US and European stocks fluctuated on Thursday after minutes from central banks showed US policymakers ready to aggressively wind back easy-money policies while their eurozone counterparts disagreed over their own way forward.
Eurozone stock markets were higher in afternoon deals but London’s FTSE 100 ticked lower. Wall Street was mixed in early trading, with the tech-heavy Nasdaq up while the Dow Jones Industrial Average and S&P 500 were lower.
Oil prices, meanwhile, pared some of the previous day’s heavy losses that had been triggered by concerns about weaker demand because of economic slowdown.
Minutes showed the Fed in March opted to raise US borrowing costs rates by a quarter percentage point, mindful of “greater near-term uncertainty associated with Russia’s invasion of Ukraine”.
But some policymakers had favoured lifting rates even higher, by half a percentage point, to rein in decades-high inflation which is threatening to derail the economic recovery.
“The stock market, as well as the Treasury market, looks as if it is struggling to figure out the future and how it will be shaped by the Fed’s hawkish-minded shift in setting monetary policy,” Briefing.com analyst Patrick O’Hare said.
But the analyst added that the stock market “intuitively knows the near future is going to be a future with lower growth”. At their own meeting last month, European Central Bank policymakers disagreed on how to respond to runaway inflation and economic uncertainty caused by Russia’s invasion of Ukraine, minutes indicated on Thursday.
“A large number of members held the view that the current high level of inflation and its persistence called for immediate further steps towards monetary policy normalisation,” the minutes read.
The ECB’s governing council played it safe at the March meeting, agreeing to wind down monthly bond purchases at an accelerated pace in the second quarter, while keeping the end date of the stimulus scheme flexible.
An interest rate hike would follow “some time” after the end of the bond-buying scheme, it said.
But the minutes revealed that some governors wanted to go further to combat inflation, as the war in Ukraine further pushes up prices for energy, food and raw materials. The prospect of rates rising at a quicker pace over the coming months has added to a wave of uncertainty across trading floors.
Central banks across the world are under fierce pressure to tackle runaway inflation, which has soared further on a Ukraine-driven spike in commodities like gas, oil and wheat.
March was the first Fed hike since it slashed US rates to zero when the Covid-19 pandemic broke out two years ago.

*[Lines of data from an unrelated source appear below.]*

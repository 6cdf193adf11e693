use std::fmt;

use bit_set::BitSet;

use crate::coordinates::PixelCoordinate;
use crate::maze_size::MazeSize;

#[derive(Eq, PartialEq, Copy, Clone, Debug)]
pub enum Pixel {
    /// Black: an unvisited node cell or a closed connector.
    Wall,
    /// White: a visited node cell or an opened connector.
    Passage,
}

/// 2-colour raster holding a maze.
///
/// During generation the same bitmap is the visited set: a node cell is
/// visited exactly when its pixel is a passage.
#[derive(Clone, Debug, PartialEq, Eq)]
pub struct Bitmap {
    passages: BitSet,
    size: MazeSize,
}

impl Bitmap {
    /// A bitmap with every pixel set to `Pixel::Wall`.
    pub fn walled(size: MazeSize) -> Bitmap {
        Bitmap {
            passages: BitSet::with_capacity(size.pixel_count()),
            size,
        }
    }

    #[inline(always)]
    pub fn size(&self) -> MazeSize {
        self.size
    }

    #[inline(always)]
    pub fn width(&self) -> usize {
        self.size.width()
    }

    #[inline(always)]
    pub fn height(&self) -> usize {
        self.size.height()
    }

    /// Panics if `coord` lies outside the bitmap.
    pub fn pixel(&self, coord: PixelCoordinate) -> Pixel {
        if self.passages.contains(self.bit_index(coord)) {
            Pixel::Passage
        } else {
            Pixel::Wall
        }
    }

    /// `None` for coordinates outside the bitmap.
    pub fn get(&self, coord: PixelCoordinate) -> Option<Pixel> {
        if self.size.contains(coord) {
            Some(self.pixel(coord))
        } else {
            None
        }
    }

    #[inline]
    pub fn is_passage(&self, coord: PixelCoordinate) -> bool {
        self.pixel(coord) == Pixel::Passage
    }

    #[inline]
    pub fn is_wall(&self, coord: PixelCoordinate) -> bool {
        self.pixel(coord) == Pixel::Wall
    }

    pub fn set(&mut self, coord: PixelCoordinate, pixel: Pixel) {
        let index = self.bit_index(coord);
        match pixel {
            Pixel::Passage => {
                let _ = self.passages.insert(index);
            }
            Pixel::Wall => {
                let _ = self.passages.remove(index);
            }
        }
    }

    pub fn open(&mut self, coord: PixelCoordinate) {
        self.set(coord, Pixel::Passage);
    }

    pub fn passage_count(&self) -> usize {
        self.passages.len()
    }

    pub fn wall_count(&self) -> usize {
        self.size.pixel_count() - self.passage_count()
    }

    /// Coordinates of every passage pixel in row major order.
    ///
    /// Walks the pixel indices rather than `BitSet::iter`, whose size hint
    /// undercounts and breaks adaptors such as `filter(..).count()`.
    pub fn iter_passages<'a>(&'a self) -> impl Iterator<Item = PixelCoordinate> + 'a {
        let width = self.width();
        (0..self.size.pixel_count())
            .filter(move |&i| self.passages.contains(i))
            .map(move |i| PixelCoordinate::new((i % width) as u32, (i / width) as u32))
    }

    /// Rows of pixels, top to bottom.
    pub fn rows<'a>(&'a self) -> impl Iterator<Item = Vec<Pixel>> + 'a {
        (0..self.height() as u32).map(move |y| {
            (0..self.width() as u32)
                .map(|x| self.pixel(PixelCoordinate::new(x, y)))
                .collect()
        })
    }

    fn bit_index(&self, coord: PixelCoordinate) -> usize {
        assert!(self.size.contains(coord),
                "pixel {} outside of {} bitmap",
                coord,
                self.size);
        coord.y as usize * self.width() + coord.x as usize
    }
}

impl fmt::Display for Bitmap {
    fn fmt(&self, f: &mut fmt::Formatter) -> fmt::Result {
        const WALL: &str = "█";
        const PASSAGE: &str = " ";

        for row in self.rows() {
            for pixel in row {
                f.write_str(match pixel {
                    Pixel::Wall => WALL,
                    Pixel::Passage => PASSAGE,
                })?;
            }
            f.write_str("\n")?;
        }
        Ok(())
    }
}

While current US data points to a healthy economy, commentators warn of possible hard times ahead.
Yellen calls for crypto regulation:Treasury Secretary Janet Yellen says more government regulation is needed to police the proliferation of cryptocurrency and other digital assets and to ward off fraudulent and illicit transactions.
In practice, one result would be that users would get documentation of their crypto dealings for use in filing their taxes.
“Taxpayers should receive the same type of tax reporting on digital asset transactions that they receive for transactions in stocks and bonds, so that they have the information they need to report their income to the IRS,” Yellen said in remarks prepared for delivery on Thursday at American University.
It was to be Yellen’s first speech about cryptocurrency since President Joe Biden signed an executive order on digital assets in March.
The administration’s action follows several high-profile examples of alleged cryptocurrency laundering and fraud this year. In February, the Justice Department announced its largest-ever financial seizure - more than $3.6 billion - and the arrests of a couple accused of conspiring to launder billions of dollars in cryptocurrency stolen from the 2016 hack of a virtual currency exchange.
And in March, federal regulators accused two siblings of defrauding thousands of investors out of $124 million in unregistered securities offerings involving a digital token.
“To the extent there are gaps, we will make policy recommendations, including assessment of potential regulatory actions and legislative changes,” Yellen said in her remarks.
Biden’s executive order on government oversight of cryptocurrency urges the Federal Reserve to explore whether the central bank should create its own digital currency and directs the Treasury Department and other federal agencies to study the impact of cryptocurrency on financial stability and national security.